━━━━━ Given records ━━━━━

//! Translation between public and store label forms
//!
//! The store cannot carry `:` inside a label, so `biolink:Gene` is stored as
//! `biolink.Gene`. Categories and predicates are translated on the way in and
//! back again when answers are mapped.

const PUBLIC_PREFIX: &str = "biolink:";
const STORE_PREFIX: &str = "biolink.";

/// Public label -> store label
pub fn to_store_label(label: &str) -> String {
    match label.strip_prefix(PUBLIC_PREFIX) {
        Some(rest) => format!("{}{}", STORE_PREFIX, rest),
        None => label.to_string(),
    }
}

/// Store label -> public label
pub fn to_public_label(label: &str) -> String {
    match label.strip_prefix(STORE_PREFIX) {
        Some(rest) => format!("{}{}", PUBLIC_PREFIX, rest),
        None => label.to_string(),
    }
}

#[cfg(test)]
mod tests {
    use super::*;

    #[test]
    fn translates_prefixed_labels() {
        assert_eq!(to_store_label("biolink:Gene"), "biolink.Gene");
        assert_eq!(to_public_label("biolink.treats"), "biolink:treats");
    }

    #[test]
    fn leaves_unprefixed_labels_alone() {
        assert_eq!(to_store_label("Disease"), "Disease");
        assert_eq!(to_public_label("Disease"), "Disease");
    }

    #[test]
    fn only_the_leading_prefix_is_translated() {
        assert_eq!(to_store_label("x:biolink:Gene"), "x:biolink:Gene");
    }
}
//! Query-graph to Cypher compilation
//!
//! Node and edge patterns compile to reusable references, the fragment
//! assembler turns them into MATCH/WHERE clauses, and the projection stage
//! adds the WITH/RETURN columns the result mapper consumes.

mod edge_ref;
mod fragment;
mod label;
mod literal;
mod node_ref;
mod projection;

pub use edge_ref::EdgeRef;
pub use fragment::match_fragment;
pub use label::{to_public_label, to_store_label};
pub(crate) use literal::quote_string;
pub use node_ref::{NodeRef, ID_FIELD};
pub use projection::{projection, Pagination, ID_PAIRS_PREFIX, TYPE_PREFIX};

use crate::graph::{CompileResult, QueryGraph};

/// Options for one compilation
#[derive(Debug, Clone, Copy, Default, PartialEq, Eq)]
pub struct CompileOptions {
    /// Upper bound (exclusive) on in+out degree of each edge's far endpoint
    pub max_connectivity: Option<u64>,
    pub pagination: Pagination,
}

impl CompileOptions {
    pub fn new() -> Self {
        Self::default()
    }

    pub fn with_max_connectivity(mut self, bound: u64) -> Self {
        self.max_connectivity = Some(bound);
        self
    }

    pub fn with_pagination(mut self, pagination: Pagination) -> Self {
        self.pagination = pagination;
        self
    }
}

/// Compile a query graph into complete query text
///
/// Fails before producing any text if the graph is empty, references an
/// unknown node, or carries an unsupported property value.
pub fn compile_query(graph: &QueryGraph, options: &CompileOptions) -> CompileResult<String> {
    let fragment = match_fragment(graph, options.max_connectivity)?;
    let projection = projection(graph, &options.pagination);
    Ok(format!("{}\n{}", fragment, projection))
}
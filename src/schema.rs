//! Graph schema summary and question templates
//!
//! The schema is read from the store with [`SCHEMA_QUERY`] and summarised as
//! `subject label -> object label -> predicates`. Each (subject, object) pair
//! becomes a two-node template query graph.
//!
//! The graph summary counts nodes per distinct label set
//! ([`LABEL_COUNT_QUERY`]) and, for each set, outgoing edges by type and
//! target label set ([`edge_count_query`]).

use crate::cypher::{quote_string, to_public_label};
use crate::gateway::ResultSet;
use crate::graph::{json_type_name, EdgePattern, NodePattern, QueryGraph};
use crate::ontology::{most_specific, Ontology, OntologyError};
use serde::Serialize;
use serde_json::Value;
use std::collections::{BTreeMap, HashMap};
use std::sync::Arc;
use thiserror::Error;

/// Every distinct (source labels, predicate, target labels) triple in the store
pub const SCHEMA_QUERY: &str = "MATCH (a)-[x]->(b)\n\
RETURN DISTINCT labels(a) AS source_labels, type(x) AS predicate, labels(b) AS target_labels";

/// Label carried by every node; says nothing about what a node is
pub const GENERIC_LABEL: &str = "biolink:NamedThing";

/// subject label -> object label -> predicates in first-seen order
pub type GraphSchema = BTreeMap<String, BTreeMap<String, Vec<String>>>;

#[derive(Debug, Error)]
pub enum SchemaError {
    #[error("Schema result is missing column {0}")]
    MissingColumn(&'static str),

    #[error("Invalid schema row {row}: {reason}")]
    InvalidRow { row: usize, reason: String },

    #[error(transparent)]
    Ontology(#[from] OntologyError),
}

pub type SchemaResult<T> = Result<T, SchemaError>;

/// Summarise the rows returned by [`SCHEMA_QUERY`]
///
/// Labels are translated to public form and the generic label is dropped.
/// With an ontology, each label set is further collapsed to its most
/// specific members.
pub async fn build_schema(
    results: &ResultSet,
    ontology: Option<Arc<dyn Ontology>>,
) -> SchemaResult<GraphSchema> {
    let source_col = column(results, "source_labels")?;
    let predicate_col = column(results, "predicate")?;
    let target_col = column(results, "target_labels")?;

    let mut leaves: HashMap<Vec<String>, Vec<String>> = HashMap::new();
    let mut schema = GraphSchema::new();

    for (row_no, row) in results.rows.iter().enumerate() {
        let cell = |i: usize| cell(results, row_no, row, i);
        let predicate = match cell(predicate_col)? {
            Value::String(p) => to_public_label(p),
            other => {
                return Err(invalid(
                    row_no,
                    format!("predicate must be a string, found {}", json_type_name(other)),
                ))
            }
        };
        let sources = label_set(row_no, cell(source_col)?)?;
        let targets = label_set(row_no, cell(target_col)?)?;

        let sources = specific(&mut leaves, ontology.as_ref(), sources).await?;
        let targets = specific(&mut leaves, ontology.as_ref(), targets).await?;

        for source in &sources {
            for target in &targets {
                let predicates = schema
                    .entry(source.clone())
                    .or_default()
                    .entry(target.clone())
                    .or_default();
                if !predicates.contains(&predicate) {
                    predicates.push(predicate.clone());
                }
            }
        }
    }

    tracing::info!(subjects = schema.len(), "schema built");
    Ok(schema)
}

/// One template query graph per (subject, object) pair in the schema
///
/// Nodes are `n1` (subject) and `n2` (object), with one directed edge
/// `e<i>` per predicate.
pub fn question_templates(schema: &GraphSchema) -> Vec<QueryGraph> {
    schema
        .iter()
        .flat_map(|(subject, objects)| {
            objects.iter().map(move |(object, predicates)| {
                predicates.iter().enumerate().fold(
                    QueryGraph::new()
                        .with_node(NodePattern::new("n1").with_category(subject.as_str()))
                        .with_node(NodePattern::new("n2").with_category(object.as_str())),
                    |graph, (i, predicate)| {
                        graph.with_edge(
                            EdgePattern::new(format!("e{}", i), "n1", "n2")
                                .with_predicate(predicate.as_str()),
                        )
                    },
                )
            })
        })
        .collect()
}

/// Node count per distinct label set
pub const LABEL_COUNT_QUERY: &str = "MATCH (c)\n\
RETURN DISTINCT labels(c) AS types, count(c) AS count";

/// A label set as stored, with the number of nodes carrying exactly it
#[derive(Debug, Clone, PartialEq, Eq)]
pub struct LabelCount {
    pub labels: Vec<String>,
    pub count: u64,
}

/// Counts for one label set: its nodes, and its outgoing edges keyed by
/// target summary key then edge type
#[derive(Debug, Clone, Default, PartialEq, Eq, Serialize)]
pub struct LabelSummary {
    pub nodes_count: u64,
    #[serde(flatten)]
    pub targets: BTreeMap<String, BTreeMap<String, u64>>,
}

/// summary key -> counts for that label set
pub type GraphSummary = BTreeMap<String, LabelSummary>;

/// Read the rows returned by [`LABEL_COUNT_QUERY`]
pub fn label_counts(results: &ResultSet) -> SchemaResult<Vec<LabelCount>> {
    let types_col = column(results, "types")?;
    let count_col = column(results, "count")?;
    results
        .rows
        .iter()
        .enumerate()
        .map(|(row_no, row)| {
            Ok(LabelCount {
                labels: stored_labels(row_no, cell(results, row_no, row, types_col)?)?,
                count: count(row_no, cell(results, row_no, row, count_col)?)?,
            })
        })
        .collect()
}

/// Outgoing edge counts by type and target label set, for nodes carrying
/// exactly `labels` (store form, in the order the store returned them)
pub fn edge_count_query(labels: &[String]) -> String {
    let labels: Vec<String> = labels.iter().map(|l| quote_string(l)).collect();
    format!(
        "MATCH (n)-[e]->(b)\nWHERE labels(n) = [{}]\nWITH DISTINCT e, b\n\
         RETURN type(e) AS edge_types, count(e) AS edge_counts, labels(b) AS target_labels",
        labels.join(", ")
    )
}

/// Read the rows returned by [`edge_count_query`] as
/// `target summary key -> edge type -> count`
///
/// Edge types are translated to public form; repeated pairs are summed.
pub fn edge_counts(results: &ResultSet) -> SchemaResult<BTreeMap<String, BTreeMap<String, u64>>> {
    let type_col = column(results, "edge_types")?;
    let count_col = column(results, "edge_counts")?;
    let target_col = column(results, "target_labels")?;

    let mut targets: BTreeMap<String, BTreeMap<String, u64>> = BTreeMap::new();
    for (row_no, row) in results.rows.iter().enumerate() {
        let cell = |i: usize| cell(results, row_no, row, i);
        let edge_type = match cell(type_col)? {
            Value::String(t) => to_public_label(t),
            other => {
                return Err(invalid(
                    row_no,
                    format!("edge type must be a string, found {}", json_type_name(other)),
                ))
            }
        };
        let edges = count(row_no, cell(count_col)?)?;
        let target = summary_key(&stored_labels(row_no, cell(target_col)?)?);
        *targets
            .entry(target)
            .or_default()
            .entry(edge_type)
            .or_default() += edges;
    }
    Ok(targets)
}

/// Public-form labels joined with `:`
pub fn summary_key(labels: &[String]) -> String {
    labels
        .iter()
        .map(|l| to_public_label(l))
        .collect::<Vec<_>>()
        .join(":")
}

fn column(results: &ResultSet, name: &'static str) -> SchemaResult<usize> {
    results
        .column_index(name)
        .ok_or(SchemaError::MissingColumn(name))
}

fn cell<'a>(
    results: &ResultSet,
    row_no: usize,
    row: &'a [Value],
    i: usize,
) -> SchemaResult<&'a Value> {
    row.get(i).ok_or_else(|| {
        invalid(
            row_no,
            format!("{} values for {} columns", row.len(), results.columns.len()),
        )
    })
}

fn invalid(row: usize, reason: String) -> SchemaError {
    SchemaError::InvalidRow { row, reason }
}

fn count(row: usize, value: &Value) -> SchemaResult<u64> {
    value.as_u64().ok_or_else(|| {
        invalid(
            row,
            format!("count must be a non-negative integer, found {}", value),
        )
    })
}

/// Labels of one cell as the store returned them: a single label or a list
fn stored_labels(row: usize, value: &Value) -> SchemaResult<Vec<String>> {
    match value {
        Value::String(label) => Ok(vec![label.clone()]),
        Value::Array(items) => items
            .iter()
            .map(|v| {
                v.as_str()
                    .map(str::to_string)
                    .ok_or_else(|| invalid(row, "labels must be strings".to_string()))
            })
            .collect(),
        other => Err(invalid(
            row,
            format!("labels must be a list, found {}", json_type_name(other)),
        )),
    }
}

/// Public-form labels of one schema cell, without the generic label
fn label_set(row: usize, value: &Value) -> SchemaResult<Vec<String>> {
    let mut set: Vec<String> = Vec::new();
    for label in stored_labels(row, value)?.iter().map(|l| to_public_label(l)) {
        if label != GENERIC_LABEL && !set.contains(&label) {
            set.push(label);
        }
    }
    Ok(set)
}

/// Most specific members of a label set, memoised per distinct set
async fn specific(
    cache: &mut HashMap<Vec<String>, Vec<String>>,
    ontology: Option<&Arc<dyn Ontology>>,
    labels: Vec<String>,
) -> SchemaResult<Vec<String>> {
    let Some(ontology) = ontology else {
        return Ok(labels);
    };
    if let Some(hit) = cache.get(&labels) {
        return Ok(hit.clone());
    }
    let leaves = most_specific(Arc::clone(ontology), &labels).await?;
    cache.insert(labels, leaves.clone());
    Ok(leaves)
}

#[cfg(test)]
mod tests {
    use super::*;
    use crate::ontology::StaticOntology;
    use serde_json::json;

    fn schema_rows() -> ResultSet {
        ResultSet::new(["source_labels", "predicate", "target_labels"])
            .with_row(vec![
                json!(["biolink.Gene", "biolink.BiologicalEntity", "biolink.NamedThing"]),
                json!("biolink.related_to"),
                json!(["biolink.Disease", "biolink.NamedThing"]),
            ])
            .with_row(vec![
                json!(["biolink.Gene", "biolink.NamedThing"]),
                json!("biolink.treats"),
                json!("biolink.Disease"),
            ])
            .with_row(vec![
                json!(["biolink.Gene"]),
                json!("biolink.related_to"),
                json!(["biolink.Disease"]),
            ])
    }

    fn ontology() -> Arc<dyn Ontology> {
        Arc::new(StaticOntology::new().with_parent("biolink:Gene", "biolink:BiologicalEntity"))
    }

    #[tokio::test]
    async fn schema_collapses_labels_to_leaves() {
        let schema = build_schema(&schema_rows(), Some(ontology())).await.unwrap();
        assert_eq!(schema.len(), 1);
        assert_eq!(
            schema["biolink:Gene"]["biolink:Disease"],
            vec!["biolink:related_to", "biolink:treats"]
        );
    }

    #[tokio::test]
    async fn without_ontology_every_label_is_kept() {
        let schema = build_schema(&schema_rows(), None).await.unwrap();
        assert!(schema.contains_key("biolink:BiologicalEntity"));
        assert!(!schema.contains_key(GENERIC_LABEL));
    }

    #[tokio::test]
    async fn missing_column_is_reported() {
        let rows = ResultSet::new(["source_labels", "predicate"]);
        let err = build_schema(&rows, None).await.unwrap_err();
        assert!(matches!(err, SchemaError::MissingColumn("target_labels")));
    }

    #[tokio::test]
    async fn non_string_predicate_is_rejected() {
        let rows = ResultSet::new(["source_labels", "predicate", "target_labels"])
            .with_row(vec![json!(["Gene"]), json!(3), json!(["Disease"])]);
        let err = build_schema(&rows, None).await.unwrap_err();
        assert!(matches!(err, SchemaError::InvalidRow { row: 0, .. }));
    }

    #[test]
    fn templates_pair_subjects_with_objects() {
        let mut schema = GraphSchema::new();
        schema
            .entry("biolink:Gene".into())
            .or_default()
            .insert(
                "biolink:Disease".into(),
                vec!["biolink:related_to".into(), "biolink:treats".into()],
            );

        let templates = question_templates(&schema);
        assert_eq!(templates.len(), 1);

        let graph = &templates[0];
        assert_eq!(graph.node("n1").unwrap().categories, vec!["biolink:Gene"]);
        assert_eq!(graph.node("n2").unwrap().categories, vec!["biolink:Disease"]);
        assert_eq!(graph.edges().len(), 2);
        assert_eq!(graph.edge("e1").unwrap().predicates, vec!["biolink:treats"]);
        assert!(graph.validate().is_ok());
    }

    #[test]
    fn label_counts_keep_store_labels() {
        let rows = ResultSet::new(["types", "count"])
            .with_row(vec![json!(["biolink.Gene", "biolink.NamedThing"]), json!(12)])
            .with_row(vec![json!("biolink.Disease"), json!(3)]);
        let counts = label_counts(&rows).unwrap();
        assert_eq!(
            counts,
            vec![
                LabelCount {
                    labels: vec!["biolink.Gene".into(), "biolink.NamedThing".into()],
                    count: 12,
                },
                LabelCount {
                    labels: vec!["biolink.Disease".into()],
                    count: 3,
                },
            ]
        );
    }

    #[test]
    fn negative_count_is_rejected() {
        let rows = ResultSet::new(["types", "count"]).with_row(vec![json!(["Gene"]), json!(-1)]);
        let err = label_counts(&rows).unwrap_err();
        assert!(matches!(err, SchemaError::InvalidRow { row: 0, .. }));
    }

    #[test]
    fn edge_count_query_matches_exact_label_set() {
        let query = edge_count_query(&["biolink.Gene".into(), "O'Brien".into()]);
        assert_eq!(
            query,
            "MATCH (n)-[e]->(b)\n\
             WHERE labels(n) = ['biolink.Gene', 'O\\'Brien']\n\
             WITH DISTINCT e, b\n\
             RETURN type(e) AS edge_types, count(e) AS edge_counts, labels(b) AS target_labels"
        );
    }

    #[test]
    fn edge_counts_group_by_target_and_type() {
        let rows = ResultSet::new(["edge_types", "edge_counts", "target_labels"])
            .with_row(vec![
                json!("biolink.treats"),
                json!(2),
                json!(["biolink.Disease", "biolink.NamedThing"]),
            ])
            .with_row(vec![
                json!("biolink.related_to"),
                json!(5),
                json!(["biolink.Disease", "biolink.NamedThing"]),
            ])
            .with_row(vec![
                json!("biolink.treats"),
                json!(1),
                json!(["biolink.Disease", "biolink.NamedThing"]),
            ]);
        let counts = edge_counts(&rows).unwrap();
        let disease = &counts["biolink:Disease:biolink:NamedThing"];
        assert_eq!(disease["biolink:treats"], 3);
        assert_eq!(disease["biolink:related_to"], 5);
    }

    #[test]
    fn label_summary_flattens_targets() {
        let mut summary = LabelSummary {
            nodes_count: 4,
            ..LabelSummary::default()
        };
        summary
            .targets
            .entry("biolink:Disease".into())
            .or_default()
            .insert("biolink:treats".into(), 2);
        assert_eq!(
            serde_json::to_value(&summary).unwrap(),
            json!({ "nodes_count": 4, "biolink:Disease": { "biolink:treats": 2 } })
        );
    }
}
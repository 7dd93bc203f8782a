//! qgraph CLI: compile and answer query graphs.
//!
//! Usage:
//!   qgraph compile <question.json> [--config path]
//!   qgraph answer <question.json> --results <fixture.json> [--config path]
//!   qgraph schema --results <fixture.json> [--ontology parents.yaml] [--templates]
//!   qgraph summary --results <fixture.json>
//!   qgraph node <category> <curie> --results <fixture.json>
//!   qgraph hops <source_category> <target_category> <curie> --results <fixture.json>
//!   qgraph run <query> --results <fixture.json>

use clap::{Parser, Subcommand};
use qgraph::{Config, FixtureGateway, QueryGraph, QuestionAnswerer, StaticOntology};
use serde::Serialize;
use std::path::{Path, PathBuf};
use std::sync::Arc;

#[derive(Parser)]
#[command(
    name = "qgraph",
    version,
    about = "Compile query graphs to Cypher and map results into answers"
)]
struct Cli {
    #[command(subcommand)]
    command: Commands,
    /// Path to YAML config (default: ~/.config/qgraph/config.yaml)
    #[arg(long, global = true)]
    config: Option<PathBuf>,
}

#[derive(Subcommand)]
enum Commands {
    /// Print the query text for a question
    Compile {
        /// Question JSON: a query graph, optionally wrapped in message/query_graph
        question: PathBuf,
    },
    /// Answer a question from recorded result sets
    Answer {
        /// Question JSON: a query graph, optionally wrapped in message/query_graph
        question: PathBuf,
        /// Recorded result set(s) to replay
        #[arg(long)]
        results: PathBuf,
    },
    /// Summarise the graph schema from a recorded schema result set
    Schema {
        /// Recorded result set(s) to replay
        #[arg(long)]
        results: PathBuf,
        /// Concept parent table used to collapse labels to leaves
        #[arg(long)]
        ontology: Option<PathBuf>,
        /// Print question templates instead of the schema
        #[arg(long)]
        templates: bool,
    },
    /// Count nodes per label set and edges per target label set
    Summary {
        /// Recorded result set(s) to replay
        #[arg(long)]
        results: PathBuf,
    },
    /// Look up a node by category and identifier
    Node {
        category: String,
        curie: String,
        /// Recorded result set(s) to replay
        #[arg(long)]
        results: PathBuf,
    },
    /// List edges between a node and neighbours of one category
    Hops {
        source_category: String,
        target_category: String,
        curie: String,
        /// Recorded result set(s) to replay
        #[arg(long)]
        results: PathBuf,
    },
    /// Execute query text as given
    Run {
        query: String,
        /// Recorded result set(s) to replay
        #[arg(long)]
        results: PathBuf,
    },
}

/// A lookup run against replayed results
enum Lookup {
    Summary,
    Node { category: String, curie: String },
    Hops { source: String, target: String, curie: String },
    Run { query: String },
}

fn init_logging(config: &Config) -> Result<(), String> {
    let level = config.log_level().map_err(|e| e.to_string())?;
    tracing_subscriber::fmt()
        .with_max_level(level)
        .with_writer(std::io::stderr)
        .with_target(false)
        .init();
    Ok(())
}

fn read_question(path: &Path) -> Result<QueryGraph, String> {
    let text = std::fs::read_to_string(path)
        .map_err(|e| format!("cannot read '{}': {}", path.display(), e))?;
    let request: serde_json::Value = serde_json::from_str(&text)
        .map_err(|e| format!("'{}' is not JSON: {}", path.display(), e))?;
    QueryGraph::from_request(&request).map_err(|e| e.to_string())
}

fn open_answerer(results: &Path, config: &Config) -> Result<QuestionAnswerer, String> {
    let gateway = FixtureGateway::from_file(results)
        .map_err(|e| format!("cannot load results '{}': {}", results.display(), e))?;
    Ok(QuestionAnswerer::new(Arc::new(gateway), config.answer_options()))
}

fn print_json<T: Serialize>(value: &T) -> i32 {
    match serde_json::to_string_pretty(value) {
        Ok(text) => {
            println!("{}", text);
            0
        }
        Err(e) => {
            eprintln!("Error: {}", e);
            1
        }
    }
}

fn cmd_compile(question: &Path, config: &Config) -> i32 {
    let graph = match read_question(question) {
        Ok(graph) => graph,
        Err(e) => {
            eprintln!("Error: {}", e);
            return 1;
        }
    };
    match qgraph::compile_query(&graph, &config.answer_options().compile) {
        Ok(query) => {
            println!("{}", query);
            0
        }
        Err(e) => {
            eprintln!("Error: {}", e);
            1
        }
    }
}

async fn cmd_answer(question: &Path, results: &Path, config: &Config) -> i32 {
    let graph = match read_question(question) {
        Ok(graph) => graph,
        Err(e) => {
            eprintln!("Error: {}", e);
            return 1;
        }
    };
    let answerer = match open_answerer(results, config) {
        Ok(answerer) => answerer,
        Err(e) => {
            eprintln!("Error: {}", e);
            return 1;
        }
    };
    let code = match answerer.answer(&graph).await {
        Ok(response) => print_json(&response),
        Err(e) => {
            eprintln!("Error: {}", e);
            1
        }
    };
    if let Err(e) = answerer.shutdown().await {
        eprintln!("Warning: {}", e);
    }
    code
}

async fn cmd_schema(
    results: &Path,
    ontology: Option<&Path>,
    templates: bool,
    config: &Config,
) -> i32 {
    let mut answerer = match open_answerer(results, config) {
        Ok(answerer) => answerer,
        Err(e) => {
            eprintln!("Error: {}", e);
            return 1;
        }
    };
    if let Some(path) = ontology {
        match StaticOntology::from_file(path) {
            Ok(ontology) => answerer = answerer.with_ontology(Arc::new(ontology)),
            Err(e) => {
                eprintln!("Error: cannot load ontology '{}': {}", path.display(), e);
                return 1;
            }
        }
    }

    let code = if templates {
        match answerer.question_templates().await {
            Ok(templates) => print_json(&templates),
            Err(e) => {
                eprintln!("Error: {}", e);
                1
            }
        }
    } else {
        match answerer.schema().await {
            Ok(schema) => print_json(&schema),
            Err(e) => {
                eprintln!("Error: {}", e);
                1
            }
        }
    };
    if let Err(e) = answerer.shutdown().await {
        eprintln!("Warning: {}", e);
    }
    code
}

async fn cmd_lookup(lookup: Lookup, results: &Path, config: &Config) -> i32 {
    let answerer = match open_answerer(results, config) {
        Ok(answerer) => answerer,
        Err(e) => {
            eprintln!("Error: {}", e);
            return 1;
        }
    };
    let printed = match lookup {
        Lookup::Summary => answerer.summary().await.map(|summary| print_json(&summary)),
        Lookup::Node { category, curie } => answerer
            .node(&category, &curie)
            .await
            .map(|nodes| print_json(&nodes)),
        Lookup::Hops {
            source,
            target,
            curie,
        } => answerer
            .one_hops(&source, &target, &curie)
            .await
            .map(|triplets| print_json(&triplets)),
        Lookup::Run { query } => answerer
            .run_query(&query)
            .await
            .map(|rows| print_json(&rows))
            .map_err(Into::into),
    };
    let code = printed.unwrap_or_else(|e| {
        eprintln!("Error: {}", e);
        1
    });
    if let Err(e) = answerer.shutdown().await {
        eprintln!("Warning: {}", e);
    }
    code
}

#[tokio::main]
async fn main() {
    let cli = Cli::parse();
    let config = match Config::load(cli.config.as_deref()) {
        Ok(config) => config,
        Err(e) => {
            eprintln!("Error: {}", e);
            std::process::exit(2);
        }
    };
    if let Err(e) = init_logging(&config) {
        eprintln!("Error: {}", e);
        std::process::exit(2);
    }

    let code = match cli.command {
        Commands::Compile { question } => cmd_compile(&question, &config),
        Commands::Answer { question, results } => cmd_answer(&question, &results, &config).await,
        Commands::Schema {
            results,
            ontology,
            templates,
        } => cmd_schema(&results, ontology.as_deref(), templates, &config).await,
        Commands::Summary { results } => cmd_lookup(Lookup::Summary, &results, &config).await,
        Commands::Node {
            category,
            curie,
            results,
        } => cmd_lookup(Lookup::Node { category, curie }, &results, &config).await,
        Commands::Hops {
            source_category,
            target_category,
            curie,
            results,
        } => {
            let lookup = Lookup::Hops {
                source: source_category,
                target: target_category,
                curie,
            };
            cmd_lookup(lookup, &results, &config).await
        }
        Commands::Run { query, results } => {
            cmd_lookup(Lookup::Run { query }, &results, &config).await
        }
    };
    std::process::exit(code);
}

━━━━━

**What is expected:**
Please give an exact copy of the lines above, beginning with the line containing "for label in" and running through the line containing "fn schema_rows() ->", and of no other lines.

**Result of the task:**
    for label in stored_labels(row, value)?.iter().map(|l| to_public_label(l)) {
        if label != GENERIC_LABEL && !set.contains(&label) {
            set.push(label);
        }
    }
    Ok(set)
}

/// Most specific members of a label set, memoised per distinct set
async fn specific(
    cache: &mut HashMap<Vec<String>, Vec<String>>,
    ontology: Option<&Arc<dyn Ontology>>,
    labels: Vec<String>,
) -> SchemaResult<Vec<String>> {
    let Some(ontology) = ontology else {
        return Ok(labels);
    };
    if let Some(hit) = cache.get(&labels) {
        return Ok(hit.clone());
    }
    let leaves = most_specific(Arc::clone(ontology), &labels).await?;
    cache.insert(labels, leaves.clone());
    Ok(leaves)
}

#[cfg(test)]
mod tests {
    use super::*;
    use crate::ontology::StaticOntology;
    use serde_json::json;

    fn schema_rows() -> ResultSet {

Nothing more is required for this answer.